I have never seen a poll which asks Americans something like:
Do you think it is acceptable for private companies to count our votes with secret software that provide no assurances about the accuracy of the vote count? Yet this is exactly the situation that we are faced with. Why won’t a major polling firm ask that question and publicize the results?
Why on Earth would anyone trust a voting machine that: 1) is designed and made by a for-profit corporation; 2) whose
results cannot be verified; 3) has been shown to be
susceptible to manipulation and fraud, and 4) whose owners have
contributed large sums of money to one of the involved political parties? Yet this is what we are being confronted with more and more.
Walking the tightrope of hypocrisy in the war against the poor and the middle classIf there is any silver lining to all this, it is perhaps that it is extraordinarily difficult to maintain illusions forever, no matter how much wealth is available for that purpose. Perhaps that’s a major reason why all empires in the history of the world have eventually fallen. Noam Chomsky deals with this issue in his recent book, “
Hopes and Prospects”:
The persistence of generally social democratic attitudes (in the US) is noteworthy in the face of huge propaganda campaigns to efface any such ideas, a prominent feature of a society dominated to an unusual extent by a highly class-conscious business community, dedicated to winning what they call “the everlasting battle for the minds of men” and to beating back threats of “political power of the masses”, a serious hazard… more recently to the increasingly dominant financial institutions. Over the years the (propaganda) campaigns have had two primary enemies: unions and government.
Yes indeed. We’ve been flooded with this
antigovernment blather since the Reagan presidency, and it’s so ridiculous that it is sickening to know that it has picked up as much popular support as it has. Worse yet is the fact that large factions of the Democratic Party have given support to this nonsense by trying to outdo Republicans from time to time with their own brand of anti-big government rhetoric.
Part and parcel of the anti- big government rhetoric is the attempt to brand as “
Socialism!!” any attempt by government to fulfill the function of protecting the vulnerable from the powerful, as was done so successfully during the Franklin Delano Roosevelt Administration. This has been quite effective. Chomsky describes the results:
The power of financial institutions reflects the increasing shift of the economy from production to finance… one of the root causes of the greatest economic crisis since the Great Depression: the financial collapse of 2007-8, deep and ongoing recession in the real economy for the large majority, whose real wages stagnated for thirty years, while benefits and social indicators declined… with corresponding increases into the pockets of “those who mattered”.

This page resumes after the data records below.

mod parsing;
mod settings;
mod types;

pub(crate) use types::Settings;
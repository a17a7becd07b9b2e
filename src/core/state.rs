use std::sync::Arc;

use crate::core::config::Settings;
use crate::repositories::GradeableSource;

#[derive(Clone)]
pub(crate) struct AppState {
    inner: Arc<InnerState>,
}

struct InnerState {
    settings: Settings,
    source: Arc<dyn GradeableSource>,
}

impl AppState {
    pub(crate) fn new(settings: Settings, source: Arc<dyn GradeableSource>) -> Self {
        Self { inner: Arc::new(InnerState { settings, source }) }
    }

    pub(crate) fn settings(&self) -> &Settings {
        &self.inner.settings
    }

    pub(crate) fn source(&self) -> &dyn GradeableSource {
        self.inner.source.as_ref()
    }
}
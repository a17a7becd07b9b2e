pub mod models;
pub mod types;

pub use models::{
    Assignee, Assignment, AssignmentMeta, CustomGradeStatus, DifferentiationTag, DisplayRow,
    GradeableRow, GroupAssignee, Recipient, Section, StudentAssignee, SubmissionRecord,
};
pub use types::{GradingType, SubmissionTag};
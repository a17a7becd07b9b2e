use serde::{Deserialize, Serialize};

pub const CUSTOM_STATUS_ICON: &str = "ic_flag";
pub const CUSTOM_STATUS_COLOR: &str = "textInfo";

#[derive(Debug, Clone, Copy, PartialEq, Eq, Hash, Serialize, Deserialize, Default)]
#[serde(rename_all = "snake_case")]
pub enum GradingType {
    #[default]
    Points,
    #[serde(alias = "percentage")]
    Percent,
    PassFail,
    LetterGrade,
    GpaScale,
    NotGraded,
}

impl GradingType {
    pub fn as_str(self) -> &'static str {
        match self {
            Self::Points => "points",
            Self::Percent => "percent",
            Self::PassFail => "pass_fail",
            Self::LetterGrade => "letter_grade",
            Self::GpaScale => "gpa_scale",
            Self::NotGraded => "not_graded",
        }
    }
}

/// Status badge attached to a submission row. A row may carry several
/// (`Late` + `NeedsGrading`), in the order they are displayed.
#[derive(Debug, Clone, PartialEq, Eq, Hash, Serialize, Deserialize)]
#[serde(tag = "kind", rename_all = "snake_case")]
pub enum SubmissionTag {
    Late,
    Missing,
    Submitted,
    Graded,
    Excused,
    NotSubmitted,
    NeedsGrading,
    Custom { label: String, icon: String, color: String },
}

impl SubmissionTag {
    pub fn custom(label: impl Into<String>) -> Self {
        Self::Custom {
            label: label.into(),
            icon: CUSTOM_STATUS_ICON.to_string(),
            color: CUSTOM_STATUS_COLOR.to_string(),
        }
    }

    pub fn is_custom(&self) -> bool {
        matches!(self, Self::Custom { .. })
    }

    /// Final grading states: the row needs no further grading action.
    pub fn is_graded_state(&self) -> bool {
        matches!(self, Self::Graded | Self::Excused | Self::Custom { .. })
    }

    /// States that still await a grade from the instructor.
    pub fn is_pending_state(&self) -> bool {
        matches!(self, Self::Late | Self::Submitted | Self::Missing | Self::NeedsGrading)
    }
}

#[cfg(test)]
mod tests {
    use super::*;

    #[test]
    fn grading_type_accepts_percentage_alias() {
        let parsed: GradingType = serde_json::from_str("\"percentage\"").expect("alias");
        assert_eq!(parsed, GradingType::Percent);
        let parsed: GradingType = serde_json::from_str("\"percent\"").expect("canonical");
        assert_eq!(parsed, GradingType::Percent);
        assert_eq!(GradingType::PassFail.as_str(), "pass_fail");
    }

    #[test]
    fn custom_tag_serializes_with_kind() {
        let value = serde_json::to_value(SubmissionTag::custom("Absent")).expect("serialize");
        assert_eq!(value["kind"], "custom");
        assert_eq!(value["label"], "Absent");
        assert_eq!(value["icon"], CUSTOM_STATUS_ICON);
        assert_eq!(value["color"], CUSTOM_STATUS_COLOR);

        let value = serde_json::to_value(SubmissionTag::NeedsGrading).expect("serialize");
        assert_eq!(value["kind"], "needs_grading");
    }
}
use axum::{extract::State, http::StatusCode, response::IntoResponse, Json};
use std::collections::HashMap;

use crate::core::metrics;
use crate::core::state::AppState;
use crate::schemas::{HealthResponse, RootResponse};

pub(crate) async fn root(State(state): State<AppState>) -> Json<RootResponse> {
    let response = RootResponse {
        message: state.settings().api().project_name.clone(),
        version: state.settings().api().version.clone(),
        environment: state.settings().runtime().environment.as_str().to_string(),
    };

    Json(response)
}

pub(crate) async fn healthz(State(state): State<AppState>) -> (StatusCode, Json<HealthResponse>) {
    let mut components = HashMap::new();

    let status = match state.source().ping().await {
        Ok(()) => {
            components.insert("data_root".to_string(), "healthy".to_string());
            StatusCode::OK
        }
        Err(err) => {
            tracing::warn!(error = %err, "Data root health check failed");
            components.insert("data_root".to_string(), format!("unhealthy: {err}"));
            StatusCode::SERVICE_UNAVAILABLE
        }
    };

    let label = if status.is_success() { "healthy" } else { "unhealthy" };
    (
        status,
        Json(HealthResponse {
            service: "submission-roster".to_string(),
            status: label.to_string(),
            components,
        }),
    )
}

pub(crate) async fn metrics(State(state): State<AppState>) -> impl IntoResponse {
    if !state.settings().telemetry().prometheus_enabled {
        return StatusCode::NOT_FOUND.into_response();
    }

    match metrics::render() {
        Some(body) => ([(axum::http::header::CONTENT_TYPE, "text/plain; version=0.0.4")], body)
            .into_response(),
        None => StatusCode::SERVICE_UNAVAILABLE.into_response(),
    }
}
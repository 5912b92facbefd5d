//! Image model provider abstractions.
//!
//! A provider runs a named model against a set of inputs and returns the raw
//! model output. The output shape differs per model (a URL, a list of URLs,
//! an object with nested URLs, a file handle), so it is carried as
//! [`PipelineOutput`] and reduced to a single URL by [`extract_url`].

pub mod mock;
pub mod replicate;

use crate::services::image::ImageFile;
use async_trait::async_trait;
use secrecy::Secret;
use serde_json::{Map, Value};
use std::sync::Arc;
use thiserror::Error;

/// Error type for provider operations.
///
/// Display strings matter: the pipeline's retry policy matches on them.
#[derive(Error, Debug)]
pub enum ProviderError {
    #[error("Provider not configured: {0}")]
    NotConfigured(String),

    #[error("invalid model identifier: {0}")]
    InvalidModel(String),

    #[error("request timeout: {0}")]
    Timeout(String),

    #[error("network error: {0}")]
    Network(String),

    #[error("server error {status}: {body}")]
    ServerError { status: u16, body: String },

    #[error("API error {status}: {body}")]
    ApiError { status: u16, body: String },

    #[error("prediction failed: {0}")]
    PredictionFailed(String),

    #[error("prediction canceled: {0}")]
    PredictionCanceled(String),

    #[error("invalid response: {0}")]
    InvalidResponse(String),
}

/// A single named model input.
#[derive(Debug, Clone, PartialEq)]
pub enum InputValue {
    Text(String),
    Images(Vec<ImageFile>),
}

/// Ordered model inputs.
#[derive(Debug, Clone, Default, PartialEq)]
pub struct ModelInput {
    entries: Vec<(String, InputValue)>,
}

impl ModelInput {
    pub fn new() -> Self {
        Self::default()
    }

    pub fn with(mut self, key: impl Into<String>, value: InputValue) -> Self {
        self.entries.push((key.into(), value));
        self
    }

    pub fn get(&self, key: &str) -> Option<&InputValue> {
        self.entries
            .iter()
            .find(|(k, _)| k == key)
            .map(|(_, v)| v)
    }

    pub fn iter(&self) -> impl Iterator<Item = (&str, &InputValue)> {
        self.entries.iter().map(|(k, v)| (k.as_str(), v))
    }
}

/// A file produced by a model, exposed through its URL.
#[derive(Debug, Clone, PartialEq)]
pub struct FileOutput {
    pub url: String,
}

/// Raw model output.
#[derive(Debug, Clone, PartialEq)]
pub enum PipelineOutput {
    Null,
    Text(String),
    Mapping(Map<String, Value>),
    Sequence(Vec<PipelineOutput>),
    Asset(FileOutput),
    /// Numbers and booleans; never carry a URL.
    Other(Value),
}

impl From<Value> for PipelineOutput {
    fn from(value: Value) -> Self {
        match value {
            Value::Null => PipelineOutput::Null,
            Value::String(s) => PipelineOutput::Text(s),
            Value::Object(map) => PipelineOutput::Mapping(map),
            Value::Array(items) => {
                PipelineOutput::Sequence(items.into_iter().map(PipelineOutput::from).collect())
            }
            other => PipelineOutput::Other(other),
        }
    }
}

/// Mapping keys that may hold the output URL, in lookup order.
const URL_KEYS: [&str; 4] = ["url", "urls", "image", "output"];

/// Reduce a model output to a URL, if it carries one.
pub fn extract_url(output: &PipelineOutput) -> Option<String> {
    match output {
        PipelineOutput::Null | PipelineOutput::Other(_) => None,
        PipelineOutput::Text(s) => Some(s.clone()),
        PipelineOutput::Mapping(map) => URL_KEYS.iter().find_map(|key| match map.get(*key) {
            Some(Value::String(s)) => Some(s.clone()),
            Some(Value::Object(nested)) => nested
                .get("url")
                .and_then(Value::as_str)
                .map(str::to_string),
            _ => None,
        }),
        PipelineOutput::Sequence(items) => items.first().and_then(extract_url),
        PipelineOutput::Asset(file) => Some(file.url.clone()),
    }
}

/// Client for running hosted image models.
#[async_trait]
pub trait ModelClient: Send + Sync {
    /// Run `model` to completion and return its output.
    async fn run(&self, model: &str, input: &ModelInput) -> Result<PipelineOutput, ProviderError>;
}

/// Builds per-request clients. Failing to build one means the provider is
/// unavailable in this deployment.
pub trait ModelClientFactory: Send + Sync {
    fn connect(
        &self,
        api_token: &Secret<String>,
        user_agent: &str,
    ) -> Result<Arc<dyn ModelClient>, ProviderError>;
}
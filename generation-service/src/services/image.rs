//! Source image decoding.

use axum::body::Bytes;
use base64::{engine::general_purpose::STANDARD, Engine as _};
use serde_json::Value;
use service_core::error::AppError;

/// Filename attached to uploaded images so the upstream can infer the type.
pub const SOURCE_IMAGE_FILENAME: &str = "image.png";

/// An in-memory image with the filename used for content-type inference.
#[derive(Debug, Clone, PartialEq)]
pub struct ImageFile {
    pub filename: String,
    pub data: Bytes,
}

impl ImageFile {
    pub fn new(filename: impl Into<String>, data: impl Into<Bytes>) -> Self {
        Self {
            filename: filename.into(),
            data: data.into(),
        }
    }

    /// MIME type derived from the filename extension.
    pub fn content_type(&self) -> &'static str {
        let extension = self
            .filename
            .rsplit_once('.')
            .map(|(_, ext)| ext.to_ascii_lowercase());

        match extension.as_deref() {
            Some("png") => "image/png",
            Some("jpg") | Some("jpeg") => "image/jpeg",
            Some("webp") => "image/webp",
            Some("gif") => "image/gif",
            _ => "application/octet-stream",
        }
    }

    pub fn len(&self) -> usize {
        self.data.len()
    }

    pub fn is_empty(&self) -> bool {
        self.data.is_empty()
    }
}

/// Decode `source_image_b64`, given either as a data URL or raw base64.
pub fn decode_source_image(value: Option<&Value>) -> Result<ImageFile, AppError> {
    let encoded = match value {
        Some(Value::String(s)) if !s.is_empty() => s.as_str(),
        _ => {
            return Err(AppError::InvalidInput(
                "provide source_image_b64 as a data URL or raw base64 string".to_string(),
            ))
        }
    };

    let payload = if encoded.starts_with("data:") {
        encoded
            .split_once(',')
            .map(|(_, rest)| rest)
            .ok_or_else(|| {
                AppError::InvalidInput("invalid data URL in source_image_b64".to_string())
            })?
    } else {
        encoded
    };

    // Data URLs copied from browsers or emails are often line-wrapped.
    let compact: String = payload
        .chars()
        .filter(|c| !c.is_ascii_whitespace())
        .collect();

    let data = STANDARD
        .decode(compact.as_bytes())
        .map_err(|_| AppError::InvalidInput("invalid base64 in source_image_b64".to_string()))?;

    Ok(ImageFile::new(SOURCE_IMAGE_FILENAME, data))
}
//! Application startup and lifecycle management.

use crate::config::GenerationConfig;
use crate::handlers::generate::generate;
use crate::handlers::health::{healthz, heathz};
use crate::services::providers::replicate::ReplicateClientFactory;
use crate::services::providers::ModelClientFactory;
use crate::services::ArtifactFetcher;
use axum::body::Body;
use axum::http::HeaderValue;
use axum::middleware::from_fn;
use axum::routing::{get, post};
use axum::Router;
use service_core::error::AppError;
use service_core::middleware::{
    make_request_span, request_id_middleware, security_headers_middleware,
};
use std::sync::Arc;
use tokio::net::TcpListener;
use tokio::signal;
use tower_http::cors::{AllowOrigin, Any, CorsLayer};
use tower_http::trace::TraceLayer;

/// Shared application state.
#[derive(Clone)]
pub struct AppState {
    pub config: Arc<GenerationConfig>,
    /// `None` when no model provider is wired into this deployment.
    pub models: Option<Arc<dyn ModelClientFactory>>,
    pub fetcher: ArtifactFetcher,
}

impl AppState {
    pub fn new(
        config: GenerationConfig,
        models: Option<Arc<dyn ModelClientFactory>>,
    ) -> Result<Self, AppError> {
        let fetcher = ArtifactFetcher::new(config.fetch_timeout())?;
        Ok(Self {
            config: Arc::new(config),
            models,
            fetcher,
        })
    }
}

pub fn build_router(state: AppState) -> Result<Router, AppError> {
    let cors = cors_layer(state.config.cors_origin.as_deref())?;

    Ok(Router::new()
        .route("/healthz", get(healthz))
        .route("/heathz", get(heathz))
        .route("/", post(generate))
        .route("/api/generate", post(generate))
        .layer(from_fn(security_headers_middleware))
        .layer(cors)
        .layer(TraceLayer::new_for_http().make_span_with(make_request_span::<Body>))
        .layer(from_fn(request_id_middleware))
        .with_state(state))
}

/// CORS for browser clients. `None` or `*` allows any origin.
fn cors_layer(origin: Option<&str>) -> Result<CorsLayer, AppError> {
    let allow_origin = match origin.map(str::trim) {
        None | Some("") | Some("*") => AllowOrigin::any(),
        Some(origin) => {
            let value = origin.parse::<HeaderValue>().map_err(|e| {
                AppError::ConfigError(anyhow::anyhow!("Invalid CORS origin '{}': {}", origin, e))
            })?;
            AllowOrigin::exact(value)
        }
    };

    Ok(CorsLayer::new()
        .allow_origin(allow_origin)
        .allow_methods(Any)
        .allow_headers(Any))
}

/// Application container for managing server lifecycle.
pub struct Application {
    port: u16,
    listener: TcpListener,
    router: Router,
}

impl Application {
    /// Build the application with the given configuration.
    pub async fn build(config: GenerationConfig) -> Result<Self, AppError> {
        let factory: Arc<dyn ModelClientFactory> =
            Arc::new(ReplicateClientFactory::new(config.replicate.clone()));

        if config.replicate.api_token.is_none() {
            tracing::warn!("REPLICATE_API_TOKEN is not set; generation requests will fail");
        }

        let address = config.common.address();
        let state = AppState::new(config, Some(factory))?;
        let router = build_router(state)?;

        // Port 0 binds a random port for testing
        let listener = TcpListener::bind(&address).await.map_err(|e| {
            tracing::error!("Failed to bind HTTP listener to {}: {}", address, e);
            AppError::from(e)
        })?;
        let port = listener.local_addr()?.port();

        tracing::info!("Generation service listening on port {}", port);

        Ok(Self {
            port,
            listener,
            router,
        })
    }

    pub fn port(&self) -> u16 {
        self.port
    }

    /// Serve until a shutdown signal arrives.
    pub async fn run_until_stopped(self) -> std::io::Result<()> {
        axum::serve(self.listener, self.router)
            .with_graceful_shutdown(shutdown_signal())
            .await
    }
}

async fn shutdown_signal() {
    let ctrl_c = async {
        if let Err(e) = signal::ctrl_c().await {
            tracing::error!("Failed to install Ctrl+C handler: {}", e);
            std::future::pending::<()>().await;
        }
    };

    #[cfg(unix)]
    let terminate = async {
        match signal::unix::signal(signal::unix::SignalKind::terminate()) {
            Ok(mut sigterm) => {
                sigterm.recv().await;
            }
            Err(e) => {
                tracing::error!("Failed to install SIGTERM handler: {}", e);
                std::future::pending::<()>().await;
            }
        }
    };

    #[cfg(not(unix))]
    let terminate = std::future::pending::<()>();

    tokio::select! {
        _ = ctrl_c => {},
        _ = terminate => {},
    }

    tracing::info!("Shutdown signal received");
}
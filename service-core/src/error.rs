use axum::{
    Json,
    http::StatusCode,
    response::{IntoResponse, Response},
};
use serde::Serialize;
use thiserror::Error;

#[derive(Debug, Error)]
pub enum AppError {
    #[error("Invalid input: {0}")]
    InvalidInput(String),

    #[error("Unsupported provider: {0}")]
    UnsupportedProvider(String),

    #[error("Configuration error: {0}")]
    ConfigError(anyhow::Error),

    #[error("Bad Gateway: {0}")]
    BadGateway(String),

    #[error("Internal server error: {0}")]
    InternalError(#[from] anyhow::Error),
}

impl AppError {
    pub fn status_code(&self) -> StatusCode {
        match self {
            AppError::InvalidInput(_) | AppError::UnsupportedProvider(_) => {
                StatusCode::BAD_REQUEST
            }
            AppError::ConfigError(_) | AppError::InternalError(_) => {
                StatusCode::INTERNAL_SERVER_ERROR
            }
            AppError::BadGateway(_) => StatusCode::BAD_GATEWAY,
        }
    }

    /// Human-readable message returned to the caller.
    pub fn detail(&self) -> String {
        match self {
            AppError::InvalidInput(msg)
            | AppError::UnsupportedProvider(msg)
            | AppError::BadGateway(msg) => msg.clone(),
            AppError::ConfigError(err) => err.to_string(),
            AppError::InternalError(_) => "Internal server error".to_string(),
        }
    }
}

impl From<config::ConfigError> for AppError {
    fn from(err: config::ConfigError) -> Self {
        AppError::ConfigError(anyhow::Error::new(err))
    }
}

impl From<std::io::Error> for AppError {
    fn from(err: std::io::Error) -> Self {
        AppError::InternalError(anyhow::Error::new(err))
    }
}

impl IntoResponse for AppError {
    fn into_response(self) -> Response {
        #[derive(Serialize)]
        struct ErrorResponse {
            detail: String,
        }

        let status = self.status_code();
        if status.is_server_error() {
            tracing::error!(status = %status, error = %self, "Request failed");
        } else {
            tracing::warn!(status = %status, error = %self, "Request rejected");
        }

        (
            status,
            Json(ErrorResponse {
                detail: self.detail(),
            }),
        )
            .into_response()
    }
}
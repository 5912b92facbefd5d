pub mod config;
pub mod handlers;
pub mod models;
pub mod services;
pub mod startup;

pub use startup::{build_router, AppState, Application};
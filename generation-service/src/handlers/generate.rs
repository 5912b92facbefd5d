//! Image generation endpoint.

use crate::models::{normalize, GenerateRequest};
use crate::services::{build_prompt, decode_source_image, GenerationPipeline};
use crate::startup::AppState;
use axum::{
    body::Bytes,
    extract::State,
    http::{header, HeaderValue},
    response::{IntoResponse, Response},
};
use service_core::error::AppError;

const SUPPORTED_PROVIDER: &str = "replicate";

/// `POST /` and `POST /api/generate`.
///
/// The body is parsed as JSON regardless of its `Content-Type`.
pub async fn generate(
    State(state): State<AppState>,
    body: Bytes,
) -> Result<Response, AppError> {
    let request: GenerateRequest = serde_json::from_slice(&body)
        .map_err(|e| AppError::InvalidInput(format!("invalid request body: {}", e)))?;

    let image = generate_impl(&state, request).await?;

    Ok(([(header::CONTENT_TYPE, "image/png")], image).into_response())
}

/// Run a generation request end to end and return the final image bytes.
#[tracing::instrument(
    skip(state, request),
    fields(provider = %request.provider())
)]
pub async fn generate_impl(state: &AppState, request: GenerateRequest) -> Result<Bytes, AppError> {
    if request.provider() != SUPPORTED_PROVIDER {
        return Err(AppError::UnsupportedProvider(
            "unsupported provider".to_string(),
        ));
    }

    let factory = state.models.as_ref().ok_or_else(|| {
        AppError::ConfigError(anyhow::anyhow!(
            "replicate client not available; ensure dependency installed"
        ))
    })?;

    let replicate = &state.config.replicate;
    let token = replicate.api_token.as_ref().ok_or_else(|| {
        AppError::ConfigError(anyhow::anyhow!("missing REPLICATE_API_TOKEN env var"))
    })?;

    let params = normalize(&request.params);
    let prompt = build_prompt(&params);

    let user_agent = request.user_agent(&replicate.user_agent);
    if HeaderValue::from_str(user_agent).is_err() {
        return Err(AppError::InvalidInput(
            "user_agent must be a valid header value".to_string(),
        ));
    }

    let client = factory
        .connect(token, user_agent)
        .map_err(|e| {
            AppError::ConfigError(anyhow::anyhow!("replicate client not available: {}", e))
        })?;

    let image = decode_source_image(request.source_image_b64.as_ref())?;

    let base_model = request.base_model(&replicate.base_model);
    let upscaler_model = request.upscaler_model(&replicate.upscaler_model);
    tracing::info!(
        base_model = %base_model,
        upscaler_model = %upscaler_model,
        image_size = image.len(),
        "Starting generation"
    );

    let pipeline = GenerationPipeline::new(
        client,
        state.config.retry.clone(),
        base_model,
        upscaler_model,
    );
    let final_url = pipeline.run(&prompt, image).await?;

    state.fetcher.fetch(&final_url).await
}
//! HTTP handlers for the generation service.

pub mod generate;
pub mod health;
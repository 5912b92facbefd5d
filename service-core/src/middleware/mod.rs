pub mod security_headers;
pub mod tracing;

pub use self::security_headers::security_headers_middleware;
pub use self::tracing::{REQUEST_ID_HEADER, make_request_span, request_id_middleware};
//! Mock provider implementations for testing.

use super::{ModelClient, ModelClientFactory, ModelInput, PipelineOutput, ProviderError};
use async_trait::async_trait;
use secrecy::{ExposeSecret, Secret};
use std::collections::{HashMap, VecDeque};
use std::sync::{Arc, Mutex};

/// A call received by [`MockModelClient`].
#[derive(Debug, Clone)]
pub struct RecordedCall {
    pub model: String,
    pub input: ModelInput,
}

/// Mock model client with scripted replies per model.
///
/// Queued replies are consumed in order; once a model's queue is empty the
/// model's fixed output is returned, if any.
#[derive(Default)]
pub struct MockModelClient {
    queued: Mutex<HashMap<String, VecDeque<Result<PipelineOutput, ProviderError>>>>,
    fixed: Mutex<HashMap<String, PipelineOutput>>,
    calls: Mutex<Vec<RecordedCall>>,
}

impl MockModelClient {
    pub fn new() -> Self {
        Self::default()
    }

    /// Always answer `model` with `output` once queued replies run out.
    pub fn with_output(self, model: &str, output: PipelineOutput) -> Self {
        self.fixed
            .lock()
            .unwrap_or_else(|e| e.into_inner())
            .insert(model.to_string(), output);
        self
    }

    /// Queue a single reply for `model`.
    pub fn with_reply(self, model: &str, reply: Result<PipelineOutput, ProviderError>) -> Self {
        self.queued
            .lock()
            .unwrap_or_else(|e| e.into_inner())
            .entry(model.to_string())
            .or_default()
            .push_back(reply);
        self
    }

    pub fn calls(&self) -> Vec<RecordedCall> {
        self.calls.lock().unwrap_or_else(|e| e.into_inner()).clone()
    }

    pub fn calls_for(&self, model: &str) -> usize {
        self.calls()
            .iter()
            .filter(|call| call.model == model)
            .count()
    }
}

#[async_trait]
impl ModelClient for MockModelClient {
    async fn run(&self, model: &str, input: &ModelInput) -> Result<PipelineOutput, ProviderError> {
        self.calls
            .lock()
            .unwrap_or_else(|e| e.into_inner())
            .push(RecordedCall {
                model: model.to_string(),
                input: input.clone(),
            });

        let queued = self
            .queued
            .lock()
            .unwrap_or_else(|e| e.into_inner())
            .get_mut(model)
            .and_then(VecDeque::pop_front);
        if let Some(reply) = queued {
            return reply;
        }

        self.fixed
            .lock()
            .unwrap_or_else(|e| e.into_inner())
            .get(model)
            .cloned()
            .ok_or_else(|| ProviderError::ApiError {
                status: 404,
                body: format!("mock has no reply for model {}", model),
            })
    }
}

/// Factory handing out a shared [`MockModelClient`].
pub struct MockModelClientFactory {
    client: Arc<MockModelClient>,
    available: bool,
    connections: Mutex<Vec<(String, String)>>,
}

impl MockModelClientFactory {
    pub fn new(client: Arc<MockModelClient>) -> Self {
        Self {
            client,
            available: true,
            connections: Mutex::new(Vec::new()),
        }
    }

    /// A factory whose clients can never be built.
    pub fn unavailable() -> Self {
        Self {
            available: false,
            ..Self::new(Arc::new(MockModelClient::new()))
        }
    }

    /// `(api_token, user_agent)` pairs passed to `connect`.
    pub fn connections(&self) -> Vec<(String, String)> {
        self.connections
            .lock()
            .unwrap_or_else(|e| e.into_inner())
            .clone()
    }
}

impl ModelClientFactory for MockModelClientFactory {
    fn connect(
        &self,
        api_token: &Secret<String>,
        user_agent: &str,
    ) -> Result<Arc<dyn ModelClient>, ProviderError> {
        if !self.available {
            return Err(ProviderError::NotConfigured(
                "Mock model client not available".to_string(),
            ));
        }

        self.connections
            .lock()
            .unwrap_or_else(|e| e.into_inner())
            .push((api_token.expose_secret().clone(), user_agent.to_string()));

        Ok(self.client.clone())
    }
}
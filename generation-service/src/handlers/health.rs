use axum::Json;
use serde_json::{json, Value};

/// Liveness probe.
pub async fn healthz() -> Json<Value> {
    Json(json!({ "status": "ok" }))
}

/// Alias for a commonly mistyped probe path.
pub async fn heathz() -> Json<Value> {
    Json(json!({ "status": "ok", "hint": "use /healthz" }))
}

But the elites have a problem when they try to verbally lambast “big government”. They risk exposing their blatant hypocrisy. Chomsky continues:
The antigovernment campaigns have to be nuanced and sophisticated, because the (propagandists) understand very well the need for a powerful state that intervenes massively in the economy and abroad to ensure that their own interests are most peculiarly attended to. The goal of sophisticated business propaganda is to engender fear and hatred of government among the population, so that they are not seduced by subversive notions of democracy and social welfare, while maintaining support for the powerful nanny state for the rich – a difficult course, but one that has been maneuvered with considerable skill.